*Task details*: Look through the material below and copy every line containing the word "AppState".

*Dataset records*:
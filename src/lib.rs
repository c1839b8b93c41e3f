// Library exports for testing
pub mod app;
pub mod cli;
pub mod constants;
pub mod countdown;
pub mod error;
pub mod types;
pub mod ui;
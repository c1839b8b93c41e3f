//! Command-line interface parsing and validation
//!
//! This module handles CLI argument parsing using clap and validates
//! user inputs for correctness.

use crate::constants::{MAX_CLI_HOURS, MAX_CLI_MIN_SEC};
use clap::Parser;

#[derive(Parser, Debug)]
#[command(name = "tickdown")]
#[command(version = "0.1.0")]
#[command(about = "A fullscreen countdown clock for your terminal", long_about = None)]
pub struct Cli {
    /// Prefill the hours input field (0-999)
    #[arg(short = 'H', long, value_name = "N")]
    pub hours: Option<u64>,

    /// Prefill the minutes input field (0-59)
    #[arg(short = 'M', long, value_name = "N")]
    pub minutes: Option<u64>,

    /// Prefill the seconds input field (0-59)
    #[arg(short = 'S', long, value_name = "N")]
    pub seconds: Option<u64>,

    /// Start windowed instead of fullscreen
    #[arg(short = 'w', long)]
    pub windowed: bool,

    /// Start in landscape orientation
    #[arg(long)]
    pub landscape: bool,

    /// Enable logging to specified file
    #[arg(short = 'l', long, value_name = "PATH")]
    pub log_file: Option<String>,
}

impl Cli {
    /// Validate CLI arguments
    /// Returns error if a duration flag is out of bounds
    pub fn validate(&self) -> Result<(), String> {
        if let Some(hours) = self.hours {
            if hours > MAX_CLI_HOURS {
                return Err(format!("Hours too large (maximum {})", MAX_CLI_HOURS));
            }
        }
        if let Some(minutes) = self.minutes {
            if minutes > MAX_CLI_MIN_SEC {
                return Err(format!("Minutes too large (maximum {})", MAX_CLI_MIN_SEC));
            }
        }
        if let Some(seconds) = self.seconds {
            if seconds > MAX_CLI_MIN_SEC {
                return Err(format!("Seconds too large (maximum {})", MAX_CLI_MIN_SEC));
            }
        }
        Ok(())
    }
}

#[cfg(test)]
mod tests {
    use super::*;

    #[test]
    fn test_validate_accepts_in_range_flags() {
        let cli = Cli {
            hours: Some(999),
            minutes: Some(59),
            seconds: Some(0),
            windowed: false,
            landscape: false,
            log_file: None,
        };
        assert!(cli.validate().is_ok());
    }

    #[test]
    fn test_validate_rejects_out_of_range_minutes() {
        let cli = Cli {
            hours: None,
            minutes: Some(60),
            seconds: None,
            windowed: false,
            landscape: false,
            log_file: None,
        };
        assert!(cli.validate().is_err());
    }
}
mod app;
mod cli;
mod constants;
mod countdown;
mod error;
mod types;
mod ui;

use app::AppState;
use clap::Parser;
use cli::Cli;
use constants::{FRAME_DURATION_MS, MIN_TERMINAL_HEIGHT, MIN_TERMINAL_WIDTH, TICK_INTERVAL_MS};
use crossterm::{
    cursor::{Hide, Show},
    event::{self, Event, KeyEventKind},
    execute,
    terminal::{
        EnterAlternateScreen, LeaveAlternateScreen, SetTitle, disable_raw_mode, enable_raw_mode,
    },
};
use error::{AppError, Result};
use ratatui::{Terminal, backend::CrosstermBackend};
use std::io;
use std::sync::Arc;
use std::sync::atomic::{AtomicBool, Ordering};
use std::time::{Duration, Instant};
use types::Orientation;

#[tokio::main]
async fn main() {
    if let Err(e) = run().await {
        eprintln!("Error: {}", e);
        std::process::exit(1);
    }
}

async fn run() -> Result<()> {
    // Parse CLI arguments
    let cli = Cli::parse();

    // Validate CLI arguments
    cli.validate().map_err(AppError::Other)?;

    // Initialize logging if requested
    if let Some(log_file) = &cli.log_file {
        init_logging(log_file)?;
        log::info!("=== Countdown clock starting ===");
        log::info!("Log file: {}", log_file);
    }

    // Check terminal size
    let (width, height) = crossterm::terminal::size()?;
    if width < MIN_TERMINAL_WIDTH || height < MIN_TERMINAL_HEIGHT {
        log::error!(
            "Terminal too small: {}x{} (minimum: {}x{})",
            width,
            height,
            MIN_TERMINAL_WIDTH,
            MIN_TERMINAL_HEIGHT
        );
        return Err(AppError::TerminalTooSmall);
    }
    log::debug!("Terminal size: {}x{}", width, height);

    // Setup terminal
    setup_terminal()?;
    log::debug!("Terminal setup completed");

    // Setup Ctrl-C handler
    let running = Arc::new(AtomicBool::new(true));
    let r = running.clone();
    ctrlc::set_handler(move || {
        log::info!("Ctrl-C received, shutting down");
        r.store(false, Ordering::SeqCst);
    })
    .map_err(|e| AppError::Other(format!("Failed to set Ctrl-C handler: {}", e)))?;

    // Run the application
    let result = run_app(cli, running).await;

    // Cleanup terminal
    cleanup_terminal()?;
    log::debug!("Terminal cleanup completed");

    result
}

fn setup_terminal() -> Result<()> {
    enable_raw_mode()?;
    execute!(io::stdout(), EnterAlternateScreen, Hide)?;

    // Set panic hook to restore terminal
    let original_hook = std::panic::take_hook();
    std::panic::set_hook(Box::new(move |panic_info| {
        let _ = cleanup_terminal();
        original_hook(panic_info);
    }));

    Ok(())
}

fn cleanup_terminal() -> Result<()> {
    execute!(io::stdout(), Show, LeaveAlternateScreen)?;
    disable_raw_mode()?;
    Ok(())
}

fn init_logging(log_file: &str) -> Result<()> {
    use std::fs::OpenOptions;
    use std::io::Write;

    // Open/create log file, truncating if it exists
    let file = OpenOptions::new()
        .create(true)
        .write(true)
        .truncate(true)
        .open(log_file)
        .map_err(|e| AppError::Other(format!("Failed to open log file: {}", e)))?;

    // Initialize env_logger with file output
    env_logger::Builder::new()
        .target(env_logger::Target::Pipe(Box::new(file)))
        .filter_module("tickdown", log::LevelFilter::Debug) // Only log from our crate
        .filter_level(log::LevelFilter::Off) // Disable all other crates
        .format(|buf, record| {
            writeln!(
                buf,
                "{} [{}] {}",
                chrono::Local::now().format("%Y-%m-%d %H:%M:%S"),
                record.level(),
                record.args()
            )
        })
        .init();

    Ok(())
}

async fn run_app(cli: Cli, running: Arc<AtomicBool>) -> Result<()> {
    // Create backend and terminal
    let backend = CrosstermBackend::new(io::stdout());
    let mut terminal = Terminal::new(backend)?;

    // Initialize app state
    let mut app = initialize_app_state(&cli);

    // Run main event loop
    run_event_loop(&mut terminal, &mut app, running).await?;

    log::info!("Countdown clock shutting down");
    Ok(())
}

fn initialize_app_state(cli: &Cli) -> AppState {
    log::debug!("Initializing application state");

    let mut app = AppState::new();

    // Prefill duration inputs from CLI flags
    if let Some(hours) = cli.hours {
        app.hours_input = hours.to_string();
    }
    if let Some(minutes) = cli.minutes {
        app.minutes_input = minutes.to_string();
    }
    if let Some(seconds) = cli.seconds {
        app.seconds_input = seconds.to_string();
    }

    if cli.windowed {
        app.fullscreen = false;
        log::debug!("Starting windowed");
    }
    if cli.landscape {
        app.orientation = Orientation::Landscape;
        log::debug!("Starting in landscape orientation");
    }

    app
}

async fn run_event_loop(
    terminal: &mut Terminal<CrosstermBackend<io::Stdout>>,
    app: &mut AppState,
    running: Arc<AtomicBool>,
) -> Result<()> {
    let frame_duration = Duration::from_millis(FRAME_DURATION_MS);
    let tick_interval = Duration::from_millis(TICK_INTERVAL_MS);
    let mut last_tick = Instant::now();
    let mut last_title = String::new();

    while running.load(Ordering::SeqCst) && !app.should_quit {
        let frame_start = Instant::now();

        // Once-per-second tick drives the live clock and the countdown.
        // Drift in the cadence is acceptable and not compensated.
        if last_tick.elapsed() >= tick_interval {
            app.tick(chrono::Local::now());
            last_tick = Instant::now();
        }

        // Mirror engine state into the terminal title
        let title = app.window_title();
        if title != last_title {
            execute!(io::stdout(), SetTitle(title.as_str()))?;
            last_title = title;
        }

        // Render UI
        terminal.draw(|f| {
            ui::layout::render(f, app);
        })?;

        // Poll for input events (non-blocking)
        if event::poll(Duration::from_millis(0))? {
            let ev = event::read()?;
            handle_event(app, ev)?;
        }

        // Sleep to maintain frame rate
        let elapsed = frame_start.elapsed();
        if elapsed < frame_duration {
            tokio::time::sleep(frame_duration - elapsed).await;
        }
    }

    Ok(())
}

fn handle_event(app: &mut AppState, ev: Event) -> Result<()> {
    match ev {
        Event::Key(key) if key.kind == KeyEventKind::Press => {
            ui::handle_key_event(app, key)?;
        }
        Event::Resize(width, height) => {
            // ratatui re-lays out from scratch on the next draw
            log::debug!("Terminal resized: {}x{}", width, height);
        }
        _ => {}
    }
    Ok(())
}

*Result for this exercise*:
use app::AppState;
fn initialize_app_state(cli: &Cli) -> AppState {
    let mut app = AppState::new();
    app: &mut AppState,
fn handle_event(app: &mut AppState, ev: Event) -> Result<()> {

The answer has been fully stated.